Still, not too hard, right? But what if you want to search the Title field and the Description field? At first you’d think you could write: britney spears IN Title OR Description. You could make that work until you take into account the possibility of more complex query expressions. For example, let’s say you wanted a list of all videos that claim to be a Led Zeppelin song, or some version of Stairway to Heaven. One possible query would be:
led zeppelin IN Artist OR Description OR stairway heaven IN Title
Whereas that query might look reasonable to a non-programmer, writing a computer program to properly handle the general case of queries like that is non-trivial. The query can be parsed in several different ways. Three of which are:
(led zeppelin IN Artist OR Description) OR (stairway heaven IN Title)
(led zeppelin IN Artist) OR )(Description OR stairway) heaven IN Title)
(led zeppelin IN Artist) OR (description OR (stairway heaven) IN Title)
All three of those interpretations are perfectly valid. Applying rules of operator precedence can disambiguate some of the cases, but if you go through the exercise you’ll find out that IN has to have lower precedence than OR, and if you do that, then you end up with:
(led zeppelin IN Artist OR (Description OR stairway heaven)) IN Title
You end up having to either decorate the field names (i.e. “@Artist”) or group them with brackets or parentheses (i.e IN [Artist or Description]).
All of this is doable, and not especially heavy lifting as far as parsing is concerned. But then you have to explain it to a non-technical user and make it easy for the non-technical user to use. Otherwise, only programmers will want to (or even be able to) use it.

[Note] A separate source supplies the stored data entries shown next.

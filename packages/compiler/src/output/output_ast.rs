//! Output AST
//!
//! Statements in the host renderer's code dialect. Component compilation
//! produces these; the interpreter in [`crate::view::interpreter`] executes
//! them and [`super::abstract_emitter`] prints them.

use serde::{Deserialize, Serialize};

use crate::production::CallExpr;

/// Where an append writes to.
#[derive(Debug, Clone, PartialEq, Eq, Hash, Serialize, Deserialize)]
#[serde(tag = "kind", content = "name", rename_all = "camelCase")]
pub enum Target {
    /// The page buffer of the template being rendered.
    Page,
    /// The accumulator list of one property of the current property map.
    Property(String),
    /// The `children` buffer of the current property map.
    Children,
}

#[derive(Debug, Clone, PartialEq, Eq, Serialize, Deserialize)]
#[serde(tag = "kind", content = "value", rename_all = "camelCase")]
pub enum Expr {
    /// Template source text. Buffers receive it verbatim.
    Literal(String),
    Call(CallExpr),
}

#[derive(Debug, Clone, PartialEq, Eq, Serialize, Deserialize)]
pub struct IfBranch {
    pub condition: CallExpr,
    pub body: Vec<Statement>,
}

#[derive(Debug, Clone, PartialEq, Eq, Serialize, Deserialize)]
#[serde(tag = "op", rename_all = "camelCase")]
pub enum Statement {
    Append {
        target: Target,
        value: Expr,
    },
    If {
        branches: Vec<IfBranch>,
        #[serde(default)]
        otherwise: Option<Vec<Statement>>,
    },
    Loop {
        over: CallExpr,
        body: Vec<Statement>,
    },
    With {
        scope: CallExpr,
        body: Vec<Statement>,
    },
    /// Binds a fresh, empty property map.
    BeginProps,
    /// Resets one property's accumulator to an empty list.
    InitProperty {
        name: String,
    },
    /// Replaces a property's accumulator with its normalized value.
    CreateProperty {
        name: String,
    },
    InitChildren,
    /// Wraps the children buffer as a pre-escaped HTML fragment.
    SealChildren,
    /// Renders `name` with the current property map, drops the map binding
    /// and appends the result to `target`.
    RenderComponent {
        name: String,
        target: Target,
    },
}

impl Statement {
    pub fn append(target: Target, value: Expr) -> Self {
        Statement::Append { target, value }
    }

    pub fn append_literal(target: Target, text: impl Into<String>) -> Self {
        Statement::Append {
            target,
            value: Expr::Literal(text.into()),
        }
    }

    /// Redirects every page-buffer write in this statement (recursively) to
    /// `target`. Writes that already go elsewhere are left alone.
    pub fn retarget_page(&mut self, target: &Target) {
        match self {
            Statement::Append { target: t, .. } | Statement::RenderComponent { target: t, .. } => {
                if *t == Target::Page {
                    *t = target.clone();
                }
            }
            Statement::If {
                branches,
                otherwise,
            } => {
                for branch in branches.iter_mut() {
                    retarget_all(&mut branch.body, target);
                }
                if let Some(otherwise) = otherwise {
                    retarget_all(otherwise, target);
                }
            }
            Statement::Loop { body, .. } | Statement::With { body, .. } => {
                retarget_all(body, target);
            }
            Statement::BeginProps
            | Statement::InitProperty { .. }
            | Statement::CreateProperty { .. }
            | Statement::InitChildren
            | Statement::SealChildren => {}
        }
    }
}

pub fn retarget_all(statements: &mut [Statement], target: &Target) {
    for stmt in statements.iter_mut() {
        stmt.retarget_page(target);
    }
}
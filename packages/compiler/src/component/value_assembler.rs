//! Property Value Assembler
//!
//! Turns one attribute's parsed value into the statements that append into
//! that property's accumulator. Branch order is preserved; conditions are
//! never evaluated here.

use once_cell::sync::Lazy;
use regex::Regex;

use crate::error::{CompileError, Result};
use crate::output::output_ast::{Expr, IfBranch, Statement, Target};
use crate::production::{AttributeProduction, BlockKind, CallExpr, CallMode, ValueExpression};

static IF_OPENER_RE: Lazy<Regex> = Lazy::new(|| Regex::new(r"<%\s*if\b").unwrap());
static LOOP_OPENER_RE: Lazy<Regex> = Lazy::new(|| Regex::new(r"<%\s*loop\b").unwrap());

/// Builds the append statements for `attribute`, stored as `property` on
/// `component`.
pub fn assemble_property(
    component: &str,
    property: &str,
    attribute: &AttributeProduction,
) -> Result<Vec<Statement>> {
    check_block_openers(component, property, attribute)?;

    let target = Target::Property(property.to_string());
    let mut appends = Vec::new();
    for segment in &attribute.value {
        assemble_fragment(segment, &target, false, &mut appends);
    }
    Ok(appends)
}

fn assemble_fragment(
    fragment: &ValueExpression,
    target: &Target,
    guarded: bool,
    out: &mut Vec<Statement>,
) {
    match fragment {
        ValueExpression::Literal(text) => {
            // Empty literals would coerce a lone structured value into text.
            if !text.is_empty() {
                out.push(Statement::append(target.clone(), Expr::Literal(text.clone())));
            }
        }
        ValueExpression::Call(call) => {
            let call = if guarded {
                side_effect_free(call)
            } else {
                call.clone()
            };
            out.push(Statement::append(target.clone(), Expr::Call(call)));
        }
        ValueExpression::Branch { guard: None, body } => {
            for inner in body {
                assemble_fragment(inner, target, guarded, out);
            }
        }
        ValueExpression::Branch {
            guard: Some(condition),
            body,
        } => {
            let mut inner_appends = Vec::new();
            for inner in body {
                assemble_fragment(inner, target, true, &mut inner_appends);
            }
            if !inner_appends.is_empty() {
                out.push(Statement::If {
                    branches: vec![IfBranch {
                        condition: condition.clone(),
                        body: inner_appends,
                    }],
                    otherwise: None,
                });
            }
        }
        // Rejected up front by `check_block_openers`.
        ValueExpression::Opener(_) => {}
    }
}

/// A call inside a guard renders into the page buffer by default. Inside a
/// property it is switched to the object form, which reads the value
/// without casting it.
fn side_effect_free(call: &CallExpr) -> CallExpr {
    match call.mode {
        CallMode::Render => call.clone().with_mode(CallMode::Object),
        CallMode::Object => call.clone(),
    }
}

fn check_block_openers(
    component: &str,
    property: &str,
    attribute: &AttributeProduction,
) -> Result<()> {
    if attribute.value.iter().any(|v| contains_opener(v, BlockKind::If)) {
        return Err(CompileError::MissingEndIf {
            property: property.to_string(),
            component: component.to_string(),
            line: attribute.line,
        });
    }
    if attribute.value.iter().any(|v| contains_opener(v, BlockKind::Loop)) {
        return Err(CompileError::LoopInProperty {
            property: property.to_string(),
            component: component.to_string(),
            line: attribute.line,
        });
    }
    Ok(())
}

fn contains_opener(value: &ValueExpression, kind: BlockKind) -> bool {
    match value {
        ValueExpression::Opener(k) => *k == kind,
        ValueExpression::Literal(text) => match kind {
            BlockKind::If => IF_OPENER_RE.is_match(text),
            BlockKind::Loop => LOOP_OPENER_RE.is_match(text),
        },
        ValueExpression::Branch { body, .. } => body.iter().any(|v| contains_opener(v, kind)),
        ValueExpression::Call(_) => false,
    }
}
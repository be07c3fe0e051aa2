//! Component Resolver Tests
//!
//! Search-path resolution and the isolated component context.

#[path = "util/mod.rs"]
mod utils;

#[cfg(test)]
mod tests {
    use super::utils::theme_loader;
    use component_compiler::component::{search_paths, ComponentData, ComponentRenderer};
    use component_compiler::config::ComponentConfig;
    use component_compiler::error::RenderError;
    use component_compiler::view::{InMemoryTemplateLoader, PropertyMap, Value, Viewer};

    fn subfolder_renderer() -> ComponentRenderer<Viewer<InMemoryTemplateLoader>> {
        ComponentRenderer::new(
            ComponentConfig::with_component_paths(["components/subfolder"]),
            Viewer::new(theme_loader()),
        )
    }

    #[test]
    fn should_list_configured_paths_then_fallbacks() {
        let config = ComponentConfig::default();
        assert_eq!(
            search_paths(&config, "Button"),
            vec!["components/Button", "Includes/Button", "Button"]
        );
    }

    #[test]
    fn should_report_every_candidate_when_not_found() {
        let err = subfolder_renderer()
            .render("X", PropertyMap::new())
            .unwrap_err();
        assert_eq!(
            err,
            RenderError::TemplateNotFound {
                candidates: vec![
                    "components/subfolder/X".to_string(),
                    "Includes/X".to_string(),
                    "X".to_string(),
                ],
            }
        );
        assert!(err
            .to_string()
            .contains("None of the following templates could be found"));
    }

    #[test]
    fn should_render_component_from_configured_subfolder() {
        let html = subfolder_renderer()
            .render("SubComponent", PropertyMap::new())
            .unwrap();
        assert_eq!(html, Value::html("<p>Sub component </p>"));
    }

    #[test]
    fn should_fall_back_to_includes_folder() {
        let html = subfolder_renderer()
            .render("EmptyComponent", PropertyMap::new())
            .unwrap();
        assert_eq!(html, Value::html(""));
    }

    #[test]
    fn should_prefer_earlier_search_paths() {
        let loader = InMemoryTemplateLoader::new()
            .with("theme/Card", "theme")
            .with("components/Card", "components")
            .with("Card", "root");
        let renderer = ComponentRenderer::new(
            ComponentConfig::with_component_paths(["theme", "components"]),
            Viewer::new(loader),
        );
        assert_eq!(
            renderer.render("Card", PropertyMap::new()).unwrap(),
            Value::html("theme")
        );
    }

    #[test]
    fn should_expose_component_name_to_template() {
        let loader = InMemoryTemplateLoader::new().with("components/Card", "<div data-c=\"$ComponentName\">$title</div>");
        let renderer = ComponentRenderer::new(ComponentConfig::default(), Viewer::new(loader));
        let mut props = PropertyMap::new();
        props.insert("title".to_string(), Value::text("<Hi>"));
        assert_eq!(
            renderer.render("Card", props).unwrap(),
            Value::html("<div data-c=\"Card\">&lt;Hi&gt;</div>")
        );
    }

    #[test]
    fn should_reject_each_reserved_property() {
        for reserved in ["failover", "customisedObject", "objCache"] {
            let mut props = PropertyMap::new();
            props.insert(reserved.to_string(), Value::text("x"));
            let err = ComponentData::new("EmptyComponent", props).unwrap_err();
            assert_eq!(
                err.to_string(),
                format!(
                    "You cannot use the property \"{}\" on \"EmptyComponent\" as it's already used by ViewableData.",
                    reserved
                )
            );
        }
    }

    #[test]
    fn should_surface_template_syntax_errors_with_path() {
        let loader = InMemoryTemplateLoader::new().with("components/Broken", "a\n<% if $X %>b");
        let renderer = ComponentRenderer::new(ComponentConfig::default(), Viewer::new(loader));
        let err = renderer.render("Broken", PropertyMap::new()).unwrap_err();
        assert_eq!(
            err.to_string(),
            "Failed to compile template \"components/Broken\": Missing <% end_if %> for <% if %> on line 2"
        );
    }
}
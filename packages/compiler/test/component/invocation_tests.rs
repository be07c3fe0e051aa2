//! Component Invocation Compiler Tests
//!
//! Statement shape and generated source for whole tags.

#[cfg(test)]
mod tests {
    use component_compiler::compile_all;
    use component_compiler::component::compile_component;
    use component_compiler::error::CompileError;
    use component_compiler::output::{Statement, Target};
    use component_compiler::production::{
        AttributeProduction, CallExpr, ChildrenProduction, TagProduction, ValueExpression,
    };

    fn button() -> TagProduction {
        TagProduction::new("MyComponentButton")
            .with_attribute(AttributeProduction::literal("class", "btn btn-primary"))
            .with_attribute(AttributeProduction::literal("type", "submit"))
    }

    fn children(markup: &str) -> ChildrenProduction {
        ChildrenProduction::new(vec![Statement::append_literal(Target::Page, markup)])
    }

    #[test]
    fn should_emit_property_map_and_render_call() {
        let compiled = compile_component(&button()).unwrap();
        assert_eq!(
            compiled.to_source(),
            [
                "props = [];",
                "props['class'] = [];",
                "props['class'][] = 'btn btn-primary';",
                "props['class'] = component.create_property('class', props['class']);",
                "props['type'] = [];",
                "props['type'][] = 'submit';",
                "props['type'] = component.create_property('type', props['type']);",
                "page .= component.render('MyComponentButton', props, scope);",
                "unset(props);",
            ]
            .join("\n")
        );
    }

    #[test]
    fn should_put_children_last_as_html_fragment() {
        let tag = button().with_children(children("<span>Submit me!</span>"));
        let stmts = compile_component(&tag).unwrap().into_statements();
        let n = stmts.len();
        assert_eq!(
            &stmts[n - 4..],
            &[
                Statement::InitChildren,
                Statement::append_literal(Target::Children, "<span>Submit me!</span>"),
                Statement::SealChildren,
                Statement::RenderComponent {
                    name: "MyComponentButton".to_string(),
                    target: Target::Page,
                },
            ]
        );
    }

    #[test]
    fn should_ignore_empty_children() {
        let tag = button().with_children(ChildrenProduction::default());
        let stmts = compile_component(&tag).unwrap().into_statements();
        assert!(!stmts.contains(&Statement::InitChildren));
    }

    #[test]
    fn should_strip_quotes_from_property_names() {
        let tag = TagProduction::new("Card")
            .with_attribute(AttributeProduction::literal("'title'", "a"))
            .with_attribute(AttributeProduction::literal("\"subtitle\"", "b"));
        let source = compile_component(&tag).unwrap().to_source();
        assert!(source.contains("props['title'] = [];"));
        assert!(source.contains("props['subtitle'] = [];"));
    }

    #[test]
    fn should_escape_quotes_and_backslashes_in_generated_literals() {
        let tag = TagProduction::new("MyComponentButton")
            .with_attribute(AttributeProduction::literal("type", r"Test\'s and Stuff"));
        let source = compile_component(&tag).unwrap().to_source();
        assert!(source.contains(r"props['type'][] = 'Test\\\'s and Stuff';"));
    }

    #[test]
    fn should_reject_children_attribute_with_inner_markup() {
        let tag = TagProduction::new("Panel")
            .with_attribute(AttributeProduction::literal("children", "text"))
            .with_children(children("<p>inner</p>"))
            .at_line(3);
        let err = compile_component(&tag).unwrap_err();
        assert_eq!(
            err,
            CompileError::ChildrenCollision {
                component: "Panel".to_string(),
                line: Some(3),
            }
        );
        assert_eq!(
            err.to_string(),
            "Cannot use \"children\" as a property name and have inner HTML."
        );
    }

    #[test]
    fn should_reject_children_collision_regardless_of_attribute_order() {
        let tag = TagProduction::new("Panel")
            .with_attribute(AttributeProduction::literal("class", "a"))
            .with_attribute(AttributeProduction::literal("children", "text"))
            .with_attribute(AttributeProduction::literal("id", "b"))
            .with_children(children("<p>inner</p>"));
        assert!(matches!(
            compile_component(&tag),
            Err(CompileError::ChildrenCollision { .. })
        ));
    }

    #[test]
    fn should_allow_children_attribute_without_inner_markup() {
        let tag = TagProduction::new("Panel")
            .with_attribute(AttributeProduction::literal("children", "text"));
        assert!(compile_component(&tag).is_ok());
    }

    #[test]
    fn should_abort_whole_tag_on_property_error() {
        let tag = button().with_attribute(AttributeProduction::literal(
            "items",
            "<% loop $Items %>",
        ));
        assert!(matches!(
            compile_component(&tag),
            Err(CompileError::LoopInProperty { .. })
        ));
    }

    #[test]
    fn should_keep_first_position_and_last_value_for_repeated_attribute() {
        let tag = TagProduction::new("Card")
            .with_attribute(AttributeProduction::literal("class", "first"))
            .with_attribute(AttributeProduction::literal("id", "x"))
            .with_attribute(AttributeProduction::literal("class", "second"));
        let source = compile_component(&tag).unwrap().to_source();
        assert!(!source.contains("'first'"));
        let class_at = source.find("props['class'][] = 'second';").unwrap();
        let id_at = source.find("props['id'] = [];").unwrap();
        assert!(class_at < id_at);
    }

    #[test]
    fn should_emit_guarded_appends_as_if_blocks() {
        let helper = CallExpr::path("Field").method("getAttributesHTML", &["class", "type"]);
        let tag = TagProduction::new("MyComponentButtonWithObjectCast").with_attribute(
            AttributeProduction::new(
                "attributesHTML",
                vec![
                    ValueExpression::guarded(
                        helper.clone(),
                        vec![ValueExpression::Call(helper)],
                    ),
                    ValueExpression::literal(" data-test"),
                ],
            ),
        );
        let source = compile_component(&tag).unwrap().to_source();
        assert!(source.contains(
            "if (scope.has(Field.getAttributesHTML('class', 'type'))) {\n  props['attributesHTML'][] = scope.obj(Field.getAttributesHTML('class', 'type'));\n}"
        ));
    }

    #[test]
    fn should_compile_identically_twice() {
        let tag = button()
            .with_attribute(AttributeProduction::new(
                "title",
                vec![
                    ValueExpression::guarded(
                        CallExpr::path("Title"),
                        vec![ValueExpression::Call(CallExpr::path("Title"))],
                    ),
                    ValueExpression::literal(" suffix"),
                ],
            ))
            .with_children(children("<b>x</b>"));
        let first = compile_component(&tag).unwrap();
        let second = compile_component(&tag).unwrap();
        assert_eq!(first.to_source(), second.to_source());
        assert_eq!(first, second);
    }

    #[test]
    fn should_compile_batches_in_input_order() {
        let tags: Vec<TagProduction> = (0..32)
            .map(|i| TagProduction::new(format!("Component{}", i)))
            .collect();
        let names: Vec<String> = compile_all(&tags)
            .into_iter()
            .map(|r| r.unwrap().component)
            .collect();
        let expected: Vec<String> = (0..32).map(|i| format!("Component{}", i)).collect();
        assert_eq!(names, expected);
    }
}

I’ve heard many a programmer (myself included, come to think of it) complain about a search facility that doesn’t allow complex queries. We look at it from a programmer’s perspective and think it’d be trivial to implement a comprehensive query facility. And in most cases they’re probably right. You could develop a query system that anybody with a couple years’ of programming experience could use without trouble and get exact results. And when you flipped the switch to turn it on, you’d hear crickets. Most users don’t understand Boolean algebra or the difference in precedence between AND and OR. Trust me, people will go somewhere else to get their information rather than have to think of how to ask for it.
What users really want is a DWIM mode: Do What I Mean. They want to type word soup into the search and get back exactly what they were looking for, with no false hits (i.e. asking for beatles the music group and getting back something about dung beetles because somebody misspelled “beetle”).
But DWIM doesn’t exist. Not today, and not for a long time (perhaps ever) in the future. As a result, we have to restrict what the user can type and very carefully specify how things will be interpreted. We have to make it easy for the most common cases, but able to do moderately complex and powerful things. That balance is difficult to achieve, and no matter what you come up with, somebody will complain. You can only hope that the number of users you delight will vastly outweigh those whom you annoy.